Silver rounds are extremely popular for many reasons. Silver bullion investors like having a smaller unit of .999 fine silver vs. a larger silver bullion bar or a silver bullion coin with a much higher price per ounce. Let’s explore some of the benefits, and you decide what makes better sense.
So, what exactly is a silver round? To begin with, a round is minted by a private mint and not a sovereign mint. A silver round is priced closer to the silver market “spot price,” whereas a silver coin is minted by a sovereign mint such as the US Mint or the Royal Canadian Mint. A silver round is pegged closer to the spot price or market value. A silver bullion coin includes the value of the metal with the addition of a premium.
It is common for people to refer to or mistake a round as a coin. There are many similar characteristics, such as the reeded edge commonly seen on a coin. The shape, size, and even the design sometimes confuse people into thinking the round is a coin. In many cases, a round will have the design of a famous coin but is nothing more than a replica of a coin.
Several private mints produce silver rounds right here in the United States. The Golden State Mint, Highland Mint, SilverTowne Mint, and Sunshine Mint produce some of the highest-quality rounds.
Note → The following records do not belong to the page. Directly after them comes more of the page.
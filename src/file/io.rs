// Copyright 2025 Johann Kempter
//
// Licensed under the Apache License, Version 2.0 (the "License");
// you may not use this file except in compliance with the License.
// You may obtain a copy of the License at
//
//     http://www.apache.org/licenses/LICENSE-2.0
//
// Unless required by applicable law or agreed to in writing, software
// distributed under the License is distributed on an "AS IS" BASIS,
// WITHOUT WARRANTIES OR CONDITIONS OF ANY KIND, either express or implied.
// See the License for the specific language governing permissions and
// limitations under the License.
//
// SPDX-License-Identifier: Apache-2.0

//! Little-endian reading and writing of primitive values.
//!
//! Method bodies, exception sections and instruction operands are all little-endian.
//! The [`CilIO`] trait gives the primitive types a uniform conversion surface so the
//! parser and the encoder can read and write them generically with bounds checks.

use crate::{Error::OutOfBounds, Result};

/// Trait for primitive types that can be read from and written to CIL byte streams.
pub trait CilIO: Sized {
    /// Associated type representing the byte array type for this numeric type.
    type Bytes: Sized + AsRef<[u8]> + for<'a> TryFrom<&'a [u8]>;

    /// Read T from a byte buffer in little-endian
    fn from_le_bytes(bytes: Self::Bytes) -> Self;

    /// Write T to a byte buffer in little-endian
    fn to_le_bytes(self) -> Self::Bytes;
}

macro_rules! impl_cilio {
    ($($ty:ty => $len:expr),* $(,)?) => {
        $(
            impl CilIO for $ty {
                type Bytes = [u8; $len];

                fn from_le_bytes(bytes: Self::Bytes) -> Self {
                    <$ty>::from_le_bytes(bytes)
                }

                fn to_le_bytes(self) -> Self::Bytes {
                    <$ty>::to_le_bytes(self)
                }
            }
        )*
    };
}

impl_cilio! {
    u8 => 1,
    i8 => 1,
    u16 => 2,
    i16 => 2,
    u32 => 4,
    i32 => 4,
    u64 => 8,
    i64 => 8,
    f32 => 4,
    f64 => 8,
}

/// Safely reads a value of type `T` in little-endian byte order from the start of `data`.
///
/// # Errors
/// Returns [`crate::Error::OutOfBounds`] if there are insufficient bytes.
pub fn read_le<T: CilIO>(data: &[u8]) -> Result<T> {
    let mut offset = 0_usize;
    read_le_at(data, &mut offset)
}

/// Safely reads a value of type `T` at `offset`, advancing the offset past it.
///
/// # Errors
/// Returns [`crate::Error::OutOfBounds`] if there are insufficient bytes.
pub fn read_le_at<T: CilIO>(data: &[u8], offset: &mut usize) -> Result<T> {
    let type_len = std::mem::size_of::<T>();
    let end = offset.checked_add(type_len).ok_or(OutOfBounds)?;
    if end > data.len() {
        return Err(OutOfBounds);
    }

    let Ok(read) = data[*offset..end].try_into() else {
        return Err(OutOfBounds);
    };

    *offset = end;

    Ok(T::from_le_bytes(read))
}

/// Safely writes `value` in little-endian byte order at `offset`, advancing the offset.
///
/// # Errors
/// Returns [`crate::Error::OutOfBounds`] if the buffer is too small.
pub fn write_le_at<T: CilIO>(data: &mut [u8], offset: &mut usize, value: T) -> Result<()> {
    let type_len = std::mem::size_of::<T>();
    let end = offset.checked_add(type_len).ok_or(OutOfBounds)?;
    if end > data.len() {
        return Err(OutOfBounds);
    }

    data[*offset..end].copy_from_slice(value.to_le_bytes().as_ref());
    *offset = end;

    Ok(())
}

/// Appends `value` in little-endian byte order to a growable buffer.
pub fn push_le<T: CilIO>(data: &mut Vec<u8>, value: T) {
    data.extend_from_slice(value.to_le_bytes().as_ref());
}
These mints produce world-class silver bullion products certified as investment grade, making them eligible to be held in the Precious Metals IRA.
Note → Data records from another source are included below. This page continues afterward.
// Copyright 2025 Johann Kempter
//
// Licensed under the Apache License, Version 2.0 (the "License");
// you may not use this file except in compliance with the License.
// You may obtain a copy of the License at
//
//     http://www.apache.org/licenses/LICENSE-2.0
//
// Unless required by applicable law or agreed to in writing, software
// distributed under the License is distributed on an "AS IS" BASIS,
// WITHOUT WARRANTIES OR CONDITIONS OF ANY KIND, either express or implied.
// See the License for the specific language governing permissions and
// limitations under the License.
//
// SPDX-License-Identifier: Apache-2.0

//! The managed heap.
//!
//! Objects are stored by id behind a single `RwLock`; ids come from an atomic counter so
//! allocation never needs to read the map first. Reads hand out clones (strings are
//! `Arc<str>`, so cloning them is cheap) and mutation goes through
//! [`ManagedHeap::with_object_mut`].

use std::{
    collections::HashMap,
    sync::{
        atomic::{AtomicU64, Ordering},
        Arc, RwLock,
    },
};

use crate::{
    emulation::value::{FunctionPointer, HeapRef, Value},
    metadata::{symbols::CoreTypes, token::Token, typesystem::TypeSig},
    Error, Result,
};

/// An object on the managed heap.
#[derive(Clone, Debug, PartialEq)]
pub enum HeapObject {
    /// An immutable string
    String(Arc<str>),
    /// A single-dimensional, zero-based array
    Array {
        /// Declared element type
        element_type: TypeSig,
        /// Elements
        elements: Vec<Value>,
    },
    /// A class instance
    Object {
        /// Runtime type
        type_token: Token,
        /// Instance field values
        fields: HashMap<Token, Value>,
    },
    /// A boxed value type
    Boxed {
        /// The value type
        type_token: Token,
        /// The payload
        value: Box<Value>,
    },
    /// A delegate instance
    Delegate {
        /// Delegate type
        type_token: Token,
        /// Bound receiver, [`Value::Null`] for static targets
        target: Value,
        /// The callable the delegate invokes
        method: FunctionPointer,
    },
}

impl HeapObject {
    /// Short name of the object kind, for diagnostics.
    #[must_use]
    pub fn kind(&self) -> &'static str {
        match self {
            HeapObject::String(_) => "string",
            HeapObject::Array { .. } => "array",
            HeapObject::Object { .. } => "object",
            HeapObject::Boxed { .. } => "boxed value",
            HeapObject::Delegate { .. } => "delegate",
        }
    }

    /// The runtime type of the object.
    ///
    /// Arrays report `System.Object`; the engine never dispatches on array types.
    #[must_use]
    pub fn type_token(&self, core: &CoreTypes) -> Token {
        match self {
            HeapObject::String(_) => core.string,
            HeapObject::Array { .. } => core.object,
            HeapObject::Object { type_token, .. }
            | HeapObject::Boxed { type_token, .. }
            | HeapObject::Delegate { type_token, .. } => *type_token,
        }
    }
}

#[derive(Debug, Default)]
struct HeapState {
    objects: HashMap<u64, HeapObject>,
}

/// Object storage shared by every thread of a [`crate::emulation::Runtime`].
#[derive(Debug)]
pub struct ManagedHeap {
    state: RwLock<HeapState>,
    next_id: AtomicU64,
    max_objects: usize,
}

impl ManagedHeap {
    /// Creates a heap holding at most `max_objects` objects (0 = unlimited).
    #[must_use]
    pub fn new(max_objects: usize) -> Self {
        ManagedHeap {
            state: RwLock::new(HeapState::default()),
            next_id: AtomicU64::new(1),
            max_objects,
        }
    }

    fn alloc(&self, object: HeapObject) -> Result<HeapRef> {
        let mut state = write_lock!(self.state);
        if self.max_objects != 0 && state.objects.len() >= self.max_objects {
            return Err(Error::NotSupported(format!(
                "heap object limit of {} reached",
                self.max_objects
            )));
        }

        let heap_ref = HeapRef::new(self.next_id.fetch_add(1, Ordering::SeqCst));
        state.objects.insert(heap_ref.id(), object);
        Ok(heap_ref)
    }

    /// Allocates a string.
    ///
    /// # Errors
    /// Fails when the object limit is reached.
    pub fn alloc_string(&self, value: &str) -> Result<HeapRef> {
        self.alloc(HeapObject::String(value.into()))
    }

    /// Allocates an array with `elements` as initial content.
    ///
    /// # Errors
    /// Fails when the object limit is reached.
    pub fn alloc_array(&self, element_type: TypeSig, elements: Vec<Value>) -> Result<HeapRef> {
        self.alloc(HeapObject::Array {
            element_type,
            elements,
        })
    }

    /// Allocates a class instance with the given field values.
    ///
    /// # Errors
    /// Fails when the object limit is reached.
    pub fn alloc_object(&self, type_token: Token, fields: HashMap<Token, Value>) -> Result<HeapRef> {
        self.alloc(HeapObject::Object { type_token, fields })
    }

    /// Boxes a value.
    ///
    /// # Errors
    /// Fails when the object limit is reached.
    pub fn alloc_boxed(&self, type_token: Token, value: Value) -> Result<HeapRef> {
        self.alloc(HeapObject::Boxed {
            type_token,
            value: Box::new(value),
        })
    }

    /// Allocates a delegate.
    ///
    /// # Errors
    /// Fails when the object limit is reached.
    pub fn alloc_delegate(
        &self,
        type_token: Token,
        target: Value,
        method: FunctionPointer,
    ) -> Result<HeapRef> {
        self.alloc(HeapObject::Delegate {
            type_token,
            target,
            method,
        })
    }

    /// A clone of the object behind `heap_ref`.
    ///
    /// # Errors
    /// Returns [`Error::TypeMismatch`] for dangling references.
    pub fn get(&self, heap_ref: HeapRef) -> Result<HeapObject> {
        let state = read_lock!(self.state);
        state
            .objects
            .get(&heap_ref.id())
            .cloned()
            .ok_or_else(|| dangling(heap_ref))
    }

    /// Runs `f` with mutable access to an object.
    ///
    /// # Errors
    /// Returns [`Error::TypeMismatch`] for dangling references, or whatever `f` returns.
    pub fn with_object_mut<F, R>(&self, heap_ref: HeapRef, f: F) -> Result<R>
    where
        F: FnOnce(&mut HeapObject) -> Result<R>,
    {
        let mut state = write_lock!(self.state);
        let object = state
            .objects
            .get_mut(&heap_ref.id())
            .ok_or_else(|| dangling(heap_ref))?;
        f(object)
    }

    /// The string behind `heap_ref`.
    ///
    /// # Errors
    /// Returns [`Error::TypeMismatch`] if the object is not a string.
    pub fn get_string(&self, heap_ref: HeapRef) -> Result<Arc<str>> {
        let state = read_lock!(self.state);
        match state.objects.get(&heap_ref.id()) {
            Some(HeapObject::String(value)) => Ok(Arc::clone(value)),
            Some(other) => Err(Error::TypeMismatch(format!(
                "expected string, found {}",
                other.kind()
            ))),
            None => Err(dangling(heap_ref)),
        }
    }

    /// Length of an array.
    ///
    /// # Errors
    /// Returns [`Error::TypeMismatch`] if the object is not an array.
    pub fn get_array_length(&self, heap_ref: HeapRef) -> Result<usize> {
        let state = read_lock!(self.state);
        match state.objects.get(&heap_ref.id()) {
            Some(HeapObject::Array { elements, .. }) => Ok(elements.len()),
            Some(other) => Err(Error::TypeMismatch(format!(
                "expected array, found {}",
                other.kind()
            ))),
            None => Err(dangling(heap_ref)),
        }
    }

    /// An array element, `None` when `index` is out of range.
    ///
    /// # Errors
    /// Returns [`Error::TypeMismatch`] if the object is not an array.
    pub fn get_array_element(&self, heap_ref: HeapRef, index: usize) -> Result<Option<Value>> {
        let state = read_lock!(self.state);
        match state.objects.get(&heap_ref.id()) {
            Some(HeapObject::Array { elements, .. }) => Ok(elements.get(index).cloned()),
            Some(other) => Err(Error::TypeMismatch(format!(
                "expected array, found {}",
                other.kind()
            ))),
            None => Err(dangling(heap_ref)),
        }
    }

    /// Stores an array element; returns `false` when `index` is out of range.
    ///
    /// # Errors
    /// Returns [`Error::TypeMismatch`] if the object is not an array.
    pub fn set_array_element(&self, heap_ref: HeapRef, index: usize, value: Value) -> Result<bool> {
        self.with_object_mut(heap_ref, |object| match object {
            HeapObject::Array { elements, .. } => match elements.get_mut(index) {
                Some(slot) => {
                    *slot = value;
                    Ok(true)
                }
                None => Ok(false),
            },
            other => Err(Error::TypeMismatch(format!(
                "expected array, found {}",
                other.kind()
            ))),
        })
    }

    /// A field of a class instance; unset fields read as `default`.
    ///
    /// # Errors
    /// Returns [`Error::TypeMismatch`] if the object has no fields.
    pub fn get_field(&self, heap_ref: HeapRef, field: Token, default: Value) -> Result<Value> {
        let state = read_lock!(self.state);
        match state.objects.get(&heap_ref.id()) {
            Some(HeapObject::Object { fields, .. }) => {
                Ok(fields.get(&field).cloned().unwrap_or(default))
            }
            Some(HeapObject::Boxed { value, .. }) => value.field(field).cloned(),
            Some(other) => Err(Error::TypeMismatch(format!(
                "{} has no field {field}",
                other.kind()
            ))),
            None => Err(dangling(heap_ref)),
        }
    }

    /// Stores a field of a class instance.
    ///
    /// # Errors
    /// Returns [`Error::TypeMismatch`] if the object has no fields.
    pub fn set_field(&self, heap_ref: HeapRef, field: Token, value: Value) -> Result<()> {
        self.with_object_mut(heap_ref, |object| match object {
            HeapObject::Object { fields, .. } => {
                fields.insert(field, value);
                Ok(())
            }
            HeapObject::Boxed { value: payload, .. } => payload.set_field(field, value),
            other => Err(Error::TypeMismatch(format!(
                "{} has no field {field}",
                other.kind()
            ))),
        })
    }

    /// The payload of a boxed value.
    ///
    /// # Errors
    /// Returns [`Error::TypeMismatch`] if the object is not a boxed value.
    pub fn unbox(&self, heap_ref: HeapRef) -> Result<(Token, Value)> {
        let state = read_lock!(self.state);
        match state.objects.get(&heap_ref.id()) {
            Some(HeapObject::Boxed { type_token, value }) => Ok((*type_token, (**value).clone())),
            Some(other) => Err(Error::TypeMismatch(format!(
                "expected boxed value, found {}",
                other.kind()
            ))),
            None => Err(dangling(heap_ref)),
        }
    }

    /// Replaces the payload of a boxed value.
    ///
    /// # Errors
    /// Returns [`Error::TypeMismatch`] if the object is not a boxed value.
    pub fn set_boxed(&self, heap_ref: HeapRef, value: Value) -> Result<()> {
        self.with_object_mut(heap_ref, |object| match object {
            HeapObject::Boxed { value: payload, .. } => {
                **payload = value;
                Ok(())
            }
            other => Err(Error::TypeMismatch(format!(
                "expected boxed value, found {}",
                other.kind()
            ))),
        })
    }

    /// The runtime type of an object.
    ///
    /// # Errors
    /// Returns [`Error::TypeMismatch`] for dangling references.
    pub fn get_type_token(&self, heap_ref: HeapRef, core: &CoreTypes) -> Result<Token> {
        let state = read_lock!(self.state);
        state
            .objects
            .get(&heap_ref.id())
            .map(|object| object.type_token(core))
            .ok_or_else(|| dangling(heap_ref))
    }

    /// Whether `heap_ref` refers to a live object.
    #[must_use]
    pub fn contains(&self, heap_ref: HeapRef) -> bool {
        self.state
            .read()
            .map(|state| state.objects.contains_key(&heap_ref.id()))
            .unwrap_or(false)
    }

    /// Number of live objects.
    #[must_use]
    pub fn object_count(&self) -> usize {
        self.state
            .read()
            .map(|state| state.objects.len())
            .unwrap_or(0)
    }
}

impl Default for ManagedHeap {
    fn default() -> Self {
        Self::new(0)
    }
}

fn dangling(heap_ref: HeapRef) -> Error {
    Error::TypeMismatch(format!("{heap_ref} does not refer to a live object"))
}

#[cfg(test)]
mod tests {
    use super::*;

    fn core() -> CoreTypes {
        CoreTypes {
            object: Token::new(0x0200_0001),
            value_type: Token::new(0x0200_0002),
            string: Token::new(0x0200_0008),
            int32: Token::new(0x0200_0003),
            int64: Token::new(0x0200_0004),
            double: Token::new(0x0200_0005),
            boolean: Token::new(0x0200_0006),
            char: Token::new(0x0200_0007),
        }
    }

    #[test]
    fn strings_and_types() -> Result<()> {
        let heap = ManagedHeap::default();
        let hello = heap.alloc_string("hello")?;
        assert_eq!(&*heap.get_string(hello)?, "hello");
        assert_eq!(heap.get_type_token(hello, &core())?, core().string);
        assert!(heap.contains(hello));
        assert!(!heap.contains(HeapRef::new(99)));
        assert!(heap.get(HeapRef::new(99)).is_err());
        Ok(())
    }

    #[test]
    fn arrays() -> Result<()> {
        let heap = ManagedHeap::default();
        let array = heap.alloc_array(TypeSig::I4, vec![Value::I4(0); 3])?;
        assert_eq!(heap.get_array_length(array)?, 3);
        assert!(heap.set_array_element(array, 2, Value::I4(9))?);
        assert!(!heap.set_array_element(array, 3, Value::I4(9))?);
        assert_eq!(heap.get_array_element(array, 2)?, Some(Value::I4(9)));
        assert_eq!(heap.get_array_element(array, 5)?, None);
        Ok(())
    }

    #[test]
    fn fields_and_boxes() -> Result<()> {
        let heap = ManagedHeap::default();
        let field = Token::new(0x0400_0001);
        let object = heap.alloc_object(Token::new(0x0200_0010), HashMap::new())?;
        assert_eq!(heap.get_field(object, field, Value::I4(0))?, Value::I4(0));
        heap.set_field(object, field, Value::I4(5))?;
        assert_eq!(heap.get_field(object, field, Value::I4(0))?, Value::I4(5));

        let boxed = heap.alloc_boxed(core().int32, Value::I4(3))?;
        assert_eq!(heap.unbox(boxed)?, (core().int32, Value::I4(3)));
        heap.set_boxed(boxed, Value::I4(4))?;
        assert_eq!(heap.unbox(boxed)?.1, Value::I4(4));
        assert!(heap.get_string(boxed).is_err());
        Ok(())
    }

    #[test]
    fn object_limit() -> Result<()> {
        let heap = ManagedHeap::new(1);
        heap.alloc_string("a")?;
        assert!(heap.alloc_string("b").is_err());
        assert_eq!(heap.object_count(), 1);
        Ok(())
    }
}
A silver bullion coin is usually easy to spot. It will include a date, a mint mark, and usually the country of origin. Although silver bullion coins are typically mass-produced, certain silver bullion coins have a limited mintage, making them highly sought after by collectors. Most importantly, a silver bullion coin is stamped with a dollar value, which is honored by the country of origin and makes it legal tender.
At the end of the day, a round and a coin may contain the same amount of pure investment-grade silver, but the coin will generally cost considerably more per ounce.